A common overall strategy to Coordinate Complex Care for Families Living with Obesity is needed to improve patient outcomes and reduce health care costs is lacking provincially, both at a practice and program level. Standardized definitions of services, treatment modalities, technologies, clinicians, and other necessary patient-care resources are lacking especially in rural and remote communities and regions such as the Pacific Northwest.
Through this project, the focus is to develop and provide necessary care pathway supports to pediatric patients and their families who are at risk for developing comorbidities stemming from obesity/metabolic syndrome. Healthcare professionals advise that the most effective and efficient supports for a patient with Metabolic Syndrome, Type 2 Diabetes, and Cardiovascular Disease (CVD) risk are a proactive, patient focused and structured dietary and exercise lifestyle modification treatment program that is led by the patient’s Family Physician and supported by appropriate medical specialist, in an inter-professional team care model that includes a registered Dietitian and Kinesiologist and exists in a primary care setting.
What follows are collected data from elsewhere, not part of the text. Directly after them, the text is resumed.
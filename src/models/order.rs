use chrono::NaiveDateTime;
use diesel::prelude::*;

use crate::domain::money::Money;
use crate::domain::order::{
    NewOrder as DomainNewOrder, Order as DomainOrder, OrderNumber,
    UpdateOrder as DomainUpdateOrder,
};
use crate::models::{decode_json, encode_json};

#[derive(Debug, Clone, Identifiable, Queryable, Selectable)]
#[diesel(table_name = crate::schema::orders)]
pub struct Order {
    pub id: i32,
    pub order_number: i32,
    pub customer_details: String,
    pub cart_items: String,
    pub total_cents: i64,
    pub status: String,
    pub created_at: NaiveDateTime,
    pub updated_at: NaiveDateTime,
}

#[derive(Insertable)]
#[diesel(table_name = crate::schema::orders)]
pub struct NewOrder<'a> {
    pub order_number: i32,
    pub customer_details: String,
    pub cart_items: String,
    pub total_cents: i64,
    pub status: &'a str,
}

#[derive(AsChangeset)]
#[diesel(table_name = crate::schema::orders)]
pub struct UpdateOrder<'a> {
    pub status: &'a str,
    pub updated_at: NaiveDateTime,
}

impl From<Order> for DomainOrder {
    fn from(value: Order) -> Self {
        Self {
            id: value.id,
            order_number: OrderNumber::new(value.order_number),
            customer_details: decode_json(&value.customer_details, "orders.customer_details"),
            cart_items: decode_json(&value.cart_items, "orders.cart_items"),
            total_price: Money::from_cents(value.total_cents),
            status: value.status.as_str().into(),
            created_at: value.created_at,
            updated_at: value.updated_at,
        }
    }
}

impl From<&DomainNewOrder> for NewOrder<'static> {
    fn from(value: &DomainNewOrder) -> Self {
        Self {
            order_number: value.order_number.value(),
            customer_details: encode_json(&value.customer_details, "orders.customer_details"),
            cart_items: encode_json(&value.cart_items, "orders.cart_items"),
            total_cents: value.total_price.cents(),
            status: value.status.into(),
        }
    }
}

impl From<&DomainUpdateOrder> for UpdateOrder<'static> {
    fn from(value: &DomainUpdateOrder) -> Self {
        Self {
            status: value.status.into(),
            updated_at: value.updated_at,
        }
    }
}
use mockall::mock;

use super::{OrderReader, OrderWriter, SettingsReader, SettingsWriter};
use crate::domain::{
    order::{NewOrder, Order, OrderListQuery, OrderNumber, UpdateOrder},
    settings::AppSettings,
};
use pushkind_common::repository::errors::RepositoryResult;

mock! {
    pub SettingsReader {}

    impl SettingsReader for SettingsReader {
        fn get_settings(&self) -> RepositoryResult<Option<AppSettings>>;
    }
}

mock! {
    pub SettingsWriter {}

    impl SettingsWriter for SettingsWriter {
        fn replace_settings(&self, settings: &AppSettings) -> RepositoryResult<()>;
    }
}

mock! {
    pub OrderReader {}

    impl OrderReader for OrderReader {
        fn get_order_by_id(&self, id: i32) -> RepositoryResult<Option<Order>>;
        fn list_orders(&self, query: OrderListQuery) -> RepositoryResult<(usize, Vec<Order>)>;
        fn order_number_in_use(&self, order_number: OrderNumber) -> RepositoryResult<bool>;
    }
}

mock! {
    pub OrderWriter {}

    impl OrderWriter for OrderWriter {
        fn create_order(&self, new_order: &NewOrder) -> RepositoryResult<Order>;
        fn update_order(&self, order_id: i32, updates: &UpdateOrder) -> RepositoryResult<Order>;
    }
}

/// Combined order repository mock for services that read and write.
pub struct MockOrderRepo {
    pub reader: MockOrderReader,
    pub writer: MockOrderWriter,
}

impl MockOrderRepo {
    pub fn new() -> Self {
        Self {
            reader: MockOrderReader::new(),
            writer: MockOrderWriter::new(),
        }
    }
}

impl OrderReader for MockOrderRepo {
    fn get_order_by_id(&self, id: i32) -> RepositoryResult<Option<Order>> {
        self.reader.get_order_by_id(id)
    }

    fn list_orders(&self, query: OrderListQuery) -> RepositoryResult<(usize, Vec<Order>)> {
        self.reader.list_orders(query)
    }

    fn order_number_in_use(&self, order_number: OrderNumber) -> RepositoryResult<bool> {
        self.reader.order_number_in_use(order_number)
    }
}

impl OrderWriter for MockOrderRepo {
    fn create_order(&self, new_order: &NewOrder) -> RepositoryResult<Order> {
        self.writer.create_order(new_order)
    }

    fn update_order(&self, order_id: i32, updates: &UpdateOrder) -> RepositoryResult<Order> {
        self.writer.update_order(order_id, updates)
    }
}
Currently, the BC blueprint for the Patient Medical Home is lacking these fundamental patient care pathways and structures. Through this project we are hoping to develop strategies to provide an evidence based local pathway to sustainable supports for pediatric patient and integrate these strategies as cornerstones for five primary care networks currently under development in the Pacific Northwest. The main outcomes of this project are for pediatric patients, families, caregivers, and providers to provide a pediatric care pathway to reduce the risk factors for Metabolic Syndrome, Type 2 Diabetes and other co-morbid conditions, which will improve health outcomes for pediatric patients. It will also inform and complement local primary care transformation work.
The physicians’ care pathway. This project will help to inform and complement local primary care transformation work.